Information ▸
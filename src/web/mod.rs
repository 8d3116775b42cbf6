//! Web UI: a form for the handle, the generated image and its panel.

use std::num::NonZeroU16;
use std::sync::Arc;

use axum::body::Body;
use axum::extract::{Form, State};
use axum::http::header::{CACHE_CONTROL, CONTENT_DISPOSITION, CONTENT_TYPE, LAST_MODIFIED};
use axum::response::{IntoResponse, Json, Redirect, Response};
use axum::Router;
use httpdate::fmt_http_date;
use tokio::sync::RwLock;
use tower_http::trace::TraceLayer;
use tracing::{debug, error, info};

use crate::constants::{DOWNLOAD_CONTENT_DISPOSITION, PROGRESS_REFRESH_SECONDS};
use crate::error::CodebeastError;
use crate::pipeline::{Display, Outcome, Pipeline};
use crate::progress::{ProgressBoard, ProgressSnapshot};

mod views;

use views::{GenerateForm, HomeTemplate};

#[derive(Clone, Debug)]
pub(crate) struct AppState {
    pipeline: Arc<Pipeline>,
    display: Arc<RwLock<Display>>,
    progress: ProgressBoard,
}

impl AppState {
    fn new(pipeline: Pipeline) -> Self {
        Self {
            pipeline: Arc::new(pipeline),
            display: Arc::new(RwLock::new(Display::new())),
            progress: ProgressBoard::new(),
        }
    }
}

async fn root_handler(State(state): State<AppState>) -> HomeTemplate {
    let progress = state.progress.snapshot().await;
    let artifact = state.display.read().await.artifact().cloned();
    HomeTemplate {
        progress,
        artifact,
        refresh_seconds: PROGRESS_REFRESH_SECONDS,
    }
}

/// Starts a run for the submitted handle and sends the browser straight back
/// home, where the page follows the run's progress.
async fn generate_handler(
    State(state): State<AppState>,
    Form(form): Form<GenerateForm>,
) -> Redirect {
    // the run owns its state so it finishes even if the browser gives up
    tokio::spawn(async move {
        let outcome = state
            .pipeline
            .run(&form.message, &state.progress, &state.display)
            .await;
        match outcome {
            Ok(Outcome::Skipped) => debug!("Empty submission, nothing to do"),
            Ok(Outcome::Superseded) => debug!("Run was superseded by a newer submission"),
            Ok(Outcome::Rendered(artifact)) => {
                debug!("Rendered artifact for {:?}", artifact.submission)
            }
            // already logged by the pipeline, the progress board has been reset
            Err(_) => {}
        }
    });
    Redirect::to("/")
}

async fn progress_handler(State(state): State<AppState>) -> Json<ProgressSnapshot> {
    Json(state.progress.snapshot().await)
}

async fn download_handler(State(state): State<AppState>) -> Result<Response, CodebeastError> {
    let Some(artifact) = state.display.read().await.artifact().cloned() else {
        return Err(CodebeastError::NotFound("/download".to_string()));
    };

    Response::builder()
        .header(CONTENT_TYPE, "image/png")
        .header(CONTENT_DISPOSITION, DOWNLOAD_CONTENT_DISPOSITION.as_str())
        .header(CACHE_CONTROL, "no-store")
        .header(LAST_MODIFIED, fmt_http_date(artifact.created_at))
        .body(Body::from(artifact.png.clone()))
        .map_err(CodebeastError::from)
}

async fn styles_handler() -> impl IntoResponse {
    const STYLES: &str = include_str!(concat!(env!("CARGO_MANIFEST_DIR"), "/static/styles.css"));
    ([(CONTENT_TYPE, "text/css")], STYLES)
}

fn create_router() -> Router<AppState> {
    Router::new()
        .route("/", axum::routing::get(root_handler))
        .route("/generate", axum::routing::post(generate_handler))
        .route("/progress", axum::routing::get(progress_handler))
        .route("/download", axum::routing::get(download_handler))
        .route("/static/styles.css", axum::routing::get(styles_handler))
}

/// Serves the UI until the listener fails.
pub async fn setup_server(
    listen_addr: &str,
    port: NonZeroU16,
    pipeline: Pipeline,
) -> Result<(), anyhow::Error> {
    let app = create_router()
        .layer(TraceLayer::new_for_http())
        .with_state(AppState::new(pipeline));

    let addr = format!("{}:{}", listen_addr, port);
    info!("Starting server on http://{}", addr);
    let listener = tokio::net::TcpListener::bind(&addr).await?;
    if let Err(err) = axum::serve(listener, app).await {
        error!("Server error: {}", err);
    }
    Ok(())
}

Goal of the exercise ▸ Filter the listing so that only lines holding the word "axum" remain, and copy those lines.

Solution to the problem ▸
use axum::body::Body;
use axum::extract::{Form, State};
use axum::http::header::{CACHE_CONTROL, CONTENT_DISPOSITION, CONTENT_TYPE, LAST_MODIFIED};
use axum::response::{IntoResponse, Json, Redirect, Response};
use axum::Router;
        .route("/", axum::routing::get(root_handler))
        .route("/generate", axum::routing::post(generate_handler))
        .route("/progress", axum::routing::get(progress_handler))
        .route("/download", axum::routing::get(download_handler))
        .route("/static/styles.css", axum::routing::get(styles_handler))
    if let Err(err) = axum::serve(listener, app).await {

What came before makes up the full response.